That changed after August 20, 2010.

Watch all three parts of the investigation in the player above.

It’s the night Dennison said a fellow officer, Anthony Armour, sexually assaulted her.

Armour, a “Brady list” officer who retired in 2019 under an accidental disability claim, has repeatedly denied the allegation. [Four requests for comment sent to Armour’s attorneys were not returned].

“He’s someone who’s done some terrible things,” she told ABC15 during an hour-long interview. “Not just to me - but to other people, other women - and has been allowed to get away with it.”

“I used to be very proud that I was a Phoenix police officer, and I’m not any more.”

Armour has been accused — and cleared — of sex assault allegations multiple times in his career, records show.

That includes Dennison’s case.

But an ABC15 investigation found Phoenix police didn’t thoroughly document her initial allegations, didn’t file an official incident report, and pressured Dennison in the hours after her alleged assault. Then a decade later, the department attempted to minimize what happened and police pressured her again as she sought an independent investigation.

Dennison’s story is long and complicated.

She backed out of filing criminal charges in 2010 but decided to come forward last year after learning about other women who’ve accused Armour.

The way Dennison was treated by her own police department — both in 2010 and now — is deeply troubling, according to advocates and sexual trauma experts.

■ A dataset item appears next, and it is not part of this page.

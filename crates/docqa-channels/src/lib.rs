//! Terminal front-end for docqa sessions.

pub mod cli;
mod line_editor;

pub use cli::CliChannel;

“The betrayal,” said Dennison, when asked if there’s one thing that bothers her the most. “It’s the fact that I was so proud of this job. So proud of what I did. Something I wanted to do since I was little. And, I still have friends and family who work for the department. And I feel betrayed. It makes me sick thinking if this is how I was treated, all of those other people out there are being treated worse.”

The Phoenix Police Department did not agree to an interview for this report.

In an emailed response, a spokesperson wrote: “Any allegation of sexual assault is serious and represents a traumatic event that must be treated with compassion… Further, trying this case in the media is inappropriate and unfair to the parties as well as the justice system.”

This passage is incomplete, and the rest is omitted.